Spring Formal Dance, Fort George G. Meade, Maryland, 1952

It was obvious that Forrestal wanted to avoid publicizing the project. He had his assistants, Marx Leva and John Ohly, discuss the proposal with the Secretary of the Array to impress on him the need for secrecy until all arrangements were completed. More important, he hoped to turn Royall's experiment back on the Army itself, using it to gain a foothold for integration in the largest service. Leva and Ohly suggested to Royall that instead of activating a special unit he select a Regular Army regiment—Leva recommended one from the 82d Airborne Division to which a number of black combat units were already attached—as the nucleus of the experiment. With an eye to the forthcoming White House investigation, Leva added that, while the details would be left to the Army, integration of the unit, to be put into effect "as soon as possible," should be total.[13-46]

The plan for a large-scale integrated unit progressed little beyond this point, but it was significant if only because it marked the first time since the Revolution that the Army had seriously considered using a large number of black soldiers in a totally integrated unit. The situation was not without its note of irony, for the purpose of the plan was not to abolish the racial discrimination that critics were constantly laying at the Army's doorstep. In fact, Army leaders, seriously dedicated to the separate but equal principle, were convinced the Gillem Board policy had already eliminated discrimination. Nor was the plan designed to carry out the President's order or prompted by the Secretary of Defense. Rather, it was pushed by Secretary Royall as a means of defending the Army against the anticipated demands of the President's committee.

The plan died because, while the Army staff studied organizations and counted bodies, Royall expanded his proposal for an integrated unit to include elements of the whole national defense establishment. Several motives have been suggested for his move. By ensnaring the Navy and Air Force in the experiment, he might impress on all concerned the problems he considered certain to arise if any service attempted the integration of a large number of Negroes. An experiment involving the whole department might also divert the White House from trying to integrate the Army immediately.

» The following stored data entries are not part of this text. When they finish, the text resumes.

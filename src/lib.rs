//! Client-side plumbing for the MonetDB wire protocol: connection-target
//! resolution and the `COPY ... ON CLIENT` bulk transfer protocol.
//!
//! Connection parameters accumulate in a [`Target`] from whatever sources
//! apply (defaults, URLs, individual assignments) and are checked as a whole
//! by [`Target::validate`], which yields an immutable [`Validated`] plan
//! describing how to connect. Bulk transfers are driven by a
//! [`TransferCoordinator`] dispatching server requests to user-supplied
//! handlers.
//!
//! ```no_run
//! use mapi_stream::{parse_url, Target};
//!
//! let mut target = Target::new();
//! parse_url(&mut target, "monetdbs://db.example.com:50001/demo?user=alice")?;
//! let plan = target.validate()?;
//! assert!(plan.connect_tls());
//! assert_eq!("db.example.com", plan.connect_tcp());
//! # Ok::<(), Box<dyn std::error::Error>>(())
//! ```

pub mod error;
pub mod parameter;
pub mod target;
pub mod transfer;
pub mod url;
pub mod validate;
pub mod wire;

pub use error::{ParseError, TransferError, ValidationError};
pub use parameter::{Parameter, ParameterType, Value};
pub use target::Target;
pub use transfer::{
    Charset, Download, DownloadHandler, NormalizeCrLf, TransferCoordinator, TransferOutcome,
    TransferRequest, Upload, UploadHandler,
};
pub use url::parse_url;
pub use validate::{TlsVerifyMode, Validated, DEFAULT_PORT};
pub use wire::{BlockStream, MessageWire, MAX_BLOCK_PAYLOAD};
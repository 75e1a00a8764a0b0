//! The enumerated set of connection parameters, their semantic types and
//! defaults.

use crate::error::ValidationError;

/// Semantic type of a connection parameter's value.
#[derive(Debug, Clone, Copy, PartialEq, Eq, Hash)]
pub enum ParameterType {
    Bool,
    Int,
    Str,
    Path,
}

impl ParameterType {
    /// Parses a raw string according to this type.
    ///
    /// Booleans accept `true`/`false`/`yes`/`no`/`on`/`off`/`1`/`0`,
    /// case-insensitive. Integers are signed decimal. Strings and paths are
    /// taken verbatim.
    pub fn parse(self, parameter: &'static str, raw: &str) -> Result<Value, ValidationError> {
        match self {
            ParameterType::Bool => match raw.to_ascii_lowercase().as_str() {
                "true" | "yes" | "on" | "1" => Ok(Value::Bool(true)),
                "false" | "no" | "off" | "0" => Ok(Value::Bool(false)),
                _ => Err(ValidationError::InvalidValue {
                    parameter,
                    expected: "boolean",
                    value: raw.to_string(),
                }),
            },
            ParameterType::Int => raw
                .parse::<i32>()
                .map(Value::Int)
                .map_err(|_| ValidationError::InvalidValue {
                    parameter,
                    expected: "integer",
                    value: raw.to_string(),
                }),
            ParameterType::Str | ParameterType::Path => Ok(Value::Str(raw.to_string())),
        }
    }
}

/// A raw parameter value held by a [`Target`](crate::Target).
#[derive(Debug, Clone, PartialEq, Eq)]
pub enum Value {
    Bool(bool),
    Int(i32),
    Str(String),
}

impl Value {
    pub fn as_bool(&self) -> Option<bool> {
        match self {
            Value::Bool(b) => Some(*b),
            _ => None,
        }
    }

    pub fn as_int(&self) -> Option<i32> {
        match self {
            Value::Int(i) => Some(*i),
            _ => None,
        }
    }

    pub fn as_str(&self) -> Option<&str> {
        match self {
            Value::Str(s) => Some(s),
            _ => None,
        }
    }
}

impl std::fmt::Display for Value {
    fn fmt(&self, f: &mut std::fmt::Formatter<'_>) -> std::fmt::Result {
        match self {
            Value::Bool(b) => write!(f, "{b}"),
            Value::Int(i) => write!(f, "{i}"),
            Value::Str(s) => write!(f, "{s}"),
        }
    }
}

/// A connection parameter.
///
/// Parameters are globally enumerated and looked up by name; unknown names
/// are an error. Each has a semantic type and, for most, a default that
/// applies while the parameter is unset.
#[derive(Debug, Clone, Copy, PartialEq, Eq, Hash)]
pub enum Parameter {
    Tls,
    Host,
    Port,
    Database,
    TableSchema,
    Table,
    Sock,
    SockDir,
    Cert,
    CertHash,
    ClientKey,
    ClientCert,
    ClientPem,
    User,
    Password,
    Language,
    Autocommit,
    Schema,
    Timezone,
    Binary,
    ReplySize,
}

impl Parameter {
    pub const ALL: &'static [Parameter] = &[
        Parameter::Tls,
        Parameter::Host,
        Parameter::Port,
        Parameter::Database,
        Parameter::TableSchema,
        Parameter::Table,
        Parameter::Sock,
        Parameter::SockDir,
        Parameter::Cert,
        Parameter::CertHash,
        Parameter::ClientKey,
        Parameter::ClientCert,
        Parameter::ClientPem,
        Parameter::User,
        Parameter::Password,
        Parameter::Language,
        Parameter::Autocommit,
        Parameter::Schema,
        Parameter::Timezone,
        Parameter::Binary,
        Parameter::ReplySize,
    ];

    pub fn name(self) -> &'static str {
        match self {
            Parameter::Tls => "tls",
            Parameter::Host => "host",
            Parameter::Port => "port",
            Parameter::Database => "database",
            Parameter::TableSchema => "tableschema",
            Parameter::Table => "table",
            Parameter::Sock => "sock",
            Parameter::SockDir => "sockdir",
            Parameter::Cert => "cert",
            Parameter::CertHash => "certhash",
            Parameter::ClientKey => "clientkey",
            Parameter::ClientCert => "clientcert",
            Parameter::ClientPem => "clientpem",
            Parameter::User => "user",
            Parameter::Password => "password",
            Parameter::Language => "language",
            Parameter::Autocommit => "autocommit",
            Parameter::Schema => "schema",
            Parameter::Timezone => "timezone",
            Parameter::Binary => "binary",
            Parameter::ReplySize => "replysize",
        }
    }

    pub fn param_type(self) -> ParameterType {
        match self {
            Parameter::Tls | Parameter::Autocommit => ParameterType::Bool,
            Parameter::Port | Parameter::Timezone | Parameter::ReplySize => ParameterType::Int,
            Parameter::Sock
            | Parameter::SockDir
            | Parameter::Cert
            | Parameter::ClientKey
            | Parameter::ClientCert
            | Parameter::ClientPem => ParameterType::Path,
            _ => ParameterType::Str,
        }
    }

    /// The value that applies while this parameter is unset, or `None` for
    /// parameters with no default (`timezone` is resolved by the caller, not
    /// from ambient process state).
    pub fn default(self) -> Option<Value> {
        let value = match self {
            Parameter::Tls => Value::Bool(false),
            Parameter::Autocommit => Value::Bool(true),
            Parameter::Port => Value::Int(-1),
            Parameter::ReplySize => Value::Int(250),
            Parameter::SockDir => Value::Str("/tmp".to_string()),
            Parameter::Language => Value::Str("sql".to_string()),
            Parameter::Binary => Value::Str("on".to_string()),
            Parameter::Timezone => return None,
            _ => Value::Str(String::new()),
        };
        Some(value)
    }

    /// Short note on where the parameter applies.
    pub fn note(self) -> &'static str {
        match self {
            Parameter::Tls => "require a TLS transport",
            Parameter::Host => "TCP host, empty for socket discovery",
            Parameter::Port => "TCP port, -1 for the default",
            Parameter::Database => "database to connect to",
            Parameter::TableSchema | Parameter::Table => "informational only",
            Parameter::Sock => "unix domain socket path",
            Parameter::SockDir => "directory searched for discovery sockets",
            Parameter::Cert => "trust anchor file, implies verify mode cert",
            Parameter::CertHash => "pinned sha256 digest, implies verify mode hash",
            Parameter::ClientKey | Parameter::ClientCert => "separate client identity files",
            Parameter::ClientPem => "combined client key and certificate file",
            Parameter::User | Parameter::Password => "credentials",
            Parameter::Language => "server language to select",
            Parameter::Autocommit => "autocommit after connect",
            Parameter::Timezone => "signed minute offset from UTC",
            Parameter::Binary => "binary result set level, bool or integer",
            Parameter::Schema => "schema to select after connect",
            Parameter::ReplySize => "rows fetched per reply",
        }
    }

    /// Resolves a parameter by name. `fetchsize` is accepted as an alias
    /// for `replysize`.
    pub fn for_name(name: &str) -> Option<Parameter> {
        if name == "fetchsize" {
            return Some(Parameter::ReplySize);
        }
        Parameter::ALL.iter().copied().find(|p| p.name() == name)
    }
}

impl std::fmt::Display for Parameter {
    fn fmt(&self, f: &mut std::fmt::Formatter<'_>) -> std::fmt::Result {
        f.write_str(self.name())
    }
}

#[cfg(test)]
mod tests {
    use super::*;

    #[test]
    fn test_for_name_roundtrip() {
        for parm in Parameter::ALL {
            assert_eq!(Some(*parm), Parameter::for_name(parm.name()));
        }
    }

    #[test]
    fn test_fetchsize_alias() {
        assert_eq!(Some(Parameter::ReplySize), Parameter::for_name("fetchsize"));
    }

    #[test]
    fn test_unknown_name() {
        assert_eq!(None, Parameter::for_name("banana"));
    }

    #[test]
    fn test_bool_parsing() {
        for raw in ["true", "YES", "on", "1"] {
            assert_eq!(
                Value::Bool(true),
                ParameterType::Bool.parse("tls", raw).unwrap()
            );
        }
        for raw in ["false", "No", "OFF", "0"] {
            assert_eq!(
                Value::Bool(false),
                ParameterType::Bool.parse("tls", raw).unwrap()
            );
        }
        let err = ParameterType::Bool.parse("tls", "banana").unwrap_err();
        assert!(err.to_string().contains("tls"));
        assert!(err.to_string().contains("banana"));
    }

    #[test]
    fn test_int_parsing() {
        assert_eq!(
            Value::Int(-480),
            ParameterType::Int.parse("timezone", "-480").unwrap()
        );
        assert!(ParameterType::Int.parse("port", "50k").is_err());
    }
}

Besides, the scheme had an escape clause. If the Navy and Air Force refused to cooperate, and Royall thought it likely they would, given the shortage of skilled black recruits, the Army could then legitimately cancel its offer to experiment with integration and let the whole problem dissipate in a lengthy interservice argument.[13-47]

Royall formally proposed a defense-wide experiment in integration to Forrestal on 2 December. He was not oblivious to the impression his vacillation on the subject had produced and went to some lengths to explain why he had opposed such experiments in the past. Although he had been thinking about such an experiment for some time, he told Forrestal, he had publicly rejected the idea at the National Defense Conference and during the Senate hearings on the draft law because of the tense international situation and the small size of the Army at that time. His interest in the experiment revived as the size of the Army increased and similar suggestions were made by both black leaders and southern politicians, but again he had hesitated, this time because of the national elections. He was now prepared to go ahead, but only if similar action were taken by the other services.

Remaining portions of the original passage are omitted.